%%

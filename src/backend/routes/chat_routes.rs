/**
 * Chat Routes
 *
 * - `GET /ws/{room_id}/{user_id}` - chat socket
 * - `POST /rooms` - open a room
 * - `GET /rooms/{room_id}` / `DELETE /rooms/{room_id}`
 * - `POST /rooms/{room_id}/help` - toggle help mode
 * - `GET /rooms/{room_id}/messages` - history
 * - `GET /health`
 */

use axum::{
    routing::{get, post},
    Router,
};

use crate::backend::chat::handlers::{
    create_room, delete_room, get_room, handle_chat_socket, health, list_messages, toggle_help,
};
use crate::backend::server::state::AppState;

/// Add the chat routes to a router
pub fn configure_chat_routes(router: Router<AppState>) -> Router<AppState> {
    router
        .route("/ws/{room_id}/{user_id}", get(handle_chat_socket))
        .route("/rooms", post(create_room))
        .route("/rooms/{room_id}", get(get_room).delete(delete_room))
        .route("/rooms/{room_id}/help", post(toggle_help))
        .route("/rooms/{room_id}/messages", get(list_messages))
        .route("/health", get(health))
}
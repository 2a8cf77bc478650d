/**
 * Room Handlers
 *
 * REST endpoints around the chat socket:
 *
 * - `POST /rooms` - open the room of a student/teacher pairing
 * - `GET /rooms/{room_id}` - room, membership and message count
 * - `DELETE /rooms/{room_id}` - delete a room and close its sockets
 * - `POST /rooms/{room_id}/help` - toggle help mode
 * - `GET /rooms/{room_id}/messages` - paged history, newest first
 * - `GET /health` - liveness and local connection count
 *
 * Mutations require a bearer token for one of the room's members when a
 * JWT secret is configured.
 */

use axum::{
    extract::{Path, Query, State},
    http::StatusCode,
    response::IntoResponse,
    Json,
};
use serde::{Deserialize, Serialize};

use crate::backend::error::BackendResult;
use crate::backend::middleware::BearerToken;
use crate::backend::server::state::AppState;
use crate::backend::store::{NewRoom, MAX_PAGE_SIZE};
use crate::shared::chat::{ChatMessage, Membership, Room, RoomId, UserId};

/// Default page size of the history endpoint
pub const DEFAULT_PAGE_SIZE: u32 = 20;

#[derive(Debug, Deserialize)]
pub struct CreateRoomRequest {
    pub student_id: UserId,
    pub teacher_id: UserId,
    #[serde(default)]
    pub title: Option<String>,
}

#[derive(Debug, Serialize, Deserialize)]
pub struct RoomResponse {
    pub room: Room,
    pub membership: Membership,
}

#[derive(Debug, Serialize, Deserialize)]
pub struct RoomDetails {
    pub room: Room,
    pub membership: Membership,
    pub message_count: i64,
    /// Users connected to this replica
    pub connected_users: Vec<UserId>,
}

#[derive(Debug, Deserialize)]
pub struct HelpRequest {
    pub user_id: UserId,
}

#[derive(Debug, Default, Deserialize)]
pub struct HistoryQuery {
    pub page: Option<u32>,
    pub page_size: Option<u32>,
}

#[derive(Debug, Serialize, Deserialize)]
pub struct HistoryPage {
    pub messages: Vec<ChatMessage>,
    pub total: i64,
    pub page: u32,
    pub page_size: u32,
    pub has_more: bool,
}

/// `POST /rooms`
///
/// Returns `201 Created` for a new room and `200 OK` when the pairing
/// already had one.
pub async fn create_room(
    State(state): State<AppState>,
    token: BearerToken,
    Json(request): Json<CreateRoomRequest>,
) -> BackendResult<impl IntoResponse> {
    state
        .auth
        .authorize_any(&[request.student_id, request.teacher_id], token.as_deref())?;

    let opened = state
        .rooms
        .open_room(NewRoom {
            title: request.title,
            student_id: request.student_id,
            teacher_id: request.teacher_id,
        })
        .await?;

    let status = if opened.created {
        tracing::info!(
            "[Server] Created room {} for student {} and teacher {}",
            opened.room.id,
            request.student_id,
            request.teacher_id
        );
        StatusCode::CREATED
    } else {
        StatusCode::OK
    };

    Ok((
        status,
        Json(RoomResponse {
            room: opened.room,
            membership: opened.membership,
        }),
    ))
}

/// `GET /rooms/{room_id}`
pub async fn get_room(
    State(state): State<AppState>,
    Path(room_id): Path<RoomId>,
) -> BackendResult<Json<RoomDetails>> {
    let room = state.rooms.get_room(room_id).await?;
    let membership = state.rooms.get_membership(room_id).await?;
    let message_count = state.messages.count_messages(room_id).await?;

    Ok(Json(RoomDetails {
        room,
        membership,
        message_count,
        connected_users: state.registry.room_members(room_id),
    }))
}

/// `DELETE /rooms/{room_id}`
///
/// History is kept; sockets of the room on this replica are closed.
pub async fn delete_room(
    State(state): State<AppState>,
    Path(room_id): Path<RoomId>,
    token: BearerToken,
) -> BackendResult<StatusCode> {
    let membership = state.rooms.get_membership(room_id).await?;
    state
        .auth
        .authorize_any(&[membership.student_id, membership.teacher_id], token.as_deref())?;

    state.rooms.delete_room(room_id).await?;
    let closed = state.registry.close_room(room_id);
    state.chat.forget_room(room_id);

    tracing::info!("[Server] Deleted room {} ({} local sessions closed)", room_id, closed);
    Ok(StatusCode::NO_CONTENT)
}

/// `POST /rooms/{room_id}/help`
///
/// Flips the room between AI and human mode and returns the updated room.
pub async fn toggle_help(
    State(state): State<AppState>,
    Path(room_id): Path<RoomId>,
    token: BearerToken,
    Json(request): Json<HelpRequest>,
) -> BackendResult<Json<Room>> {
    state.auth.authorize(request.user_id, token.as_deref())?;
    let room = state.chat.toggle_help(room_id, request.user_id).await?;
    Ok(Json(room))
}

/// `GET /rooms/{room_id}/messages?page=&page_size=`
pub async fn list_messages(
    State(state): State<AppState>,
    Path(room_id): Path<RoomId>,
    Query(query): Query<HistoryQuery>,
) -> BackendResult<Json<HistoryPage>> {
    let page = query.page.unwrap_or(1).max(1);
    let page_size = query
        .page_size
        .unwrap_or(DEFAULT_PAGE_SIZE)
        .clamp(1, MAX_PAGE_SIZE);

    // Unknown rooms are a 404 rather than an empty page
    state.rooms.get_room(room_id).await?;

    let messages = state.messages.find_messages(room_id, page, page_size).await?;
    let total = state.messages.count_messages(room_id).await?;
    let has_more = i64::from(page) * i64::from(page_size) < total;

    Ok(Json(HistoryPage {
        messages,
        total,
        page,
        page_size,
        has_more,
    }))
}

/// `GET /health`
pub async fn health(State(state): State<AppState>) -> Json<serde_json::Value> {
    Json(serde_json::json!({
        "status": "ok",
        "connections": state.registry.connection_count(),
    }))
}
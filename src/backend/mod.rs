//! Backend Module
//!
//! Server-side code of the chat core: an Axum HTTP/WebSocket server in
//! front of a help-mode router, a durable fan-out pipeline and pluggable
//! stores.
//!
//! # Architecture
//!
//! - **`server`** - service graph construction, lifecycle, `AppState`
//! - **`routes`** - HTTP route configuration and router assembly
//! - **`chat`** - routing, publishing, AI bridge, handlers
//! - **`fanout`** - durable log, producer and consumer
//! - **`realtime`** - registry of sockets connected to this process
//! - **`store`** - room, message and user store interfaces
//! - **`auth`** - optional JWT checks
//! - **`middleware`** - request extraction helpers
//! - **`error`** - backend error types
//!
//! # Module Structure
//!
//! ```text
//! backend/
//! ├── mod.rs       - Module exports and documentation
//! ├── main.rs      - Binary entry point
//! ├── server/      - Initialization and state
//! ├── routes/      - Route configuration
//! ├── chat/        - Routing, AI bridge, handlers
//! ├── fanout/      - Durable log pipeline
//! ├── realtime/    - Connection registry
//! ├── store/       - Persistence interfaces
//! ├── auth/        - Token checks
//! ├── middleware/  - Request helpers
//! └── error/       - Error types
//! ```
//!
//! # Thread Safety
//!
//! - Stores, logs and generators are `Arc<dyn Trait + Send + Sync>`
//! - The registry uses a `std::sync::RwLock`; no lock is held across an
//!   `.await`
//! - Each socket has one reader task and one writer task joined by an
//!   `mpsc` channel
//!
//! # Error Handling
//!
//! Every layer has its own `thiserror` enum; `BackendError` aggregates them
//! and maps to HTTP status codes and socket close codes.

/// Server setup and lifecycle
pub mod server;

/// Route configuration
pub mod routes;

/// Chat routing, AI bridge and handlers
pub mod chat;

/// Durable fan-out pipeline
pub mod fanout;

/// Connection registry
pub mod realtime;

/// Persistence interfaces
pub mod store;

/// Backend error types
pub mod error;

/// Token checks
pub mod auth;

/// Request helpers
pub mod middleware;

/// Re-export commonly used types
pub use chat::{Admission, ChatService};
pub use error::{BackendError, BackendResult};
pub use realtime::ConnectionRegistry;
pub use server::{init, AppState, ChatRuntime};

%%

Every line of the material above that includes the string "NewRoom" is required.

- [Solved problem]:
use crate::backend::store::{NewRoom, MAX_PAGE_SIZE};
        .open_room(NewRoom {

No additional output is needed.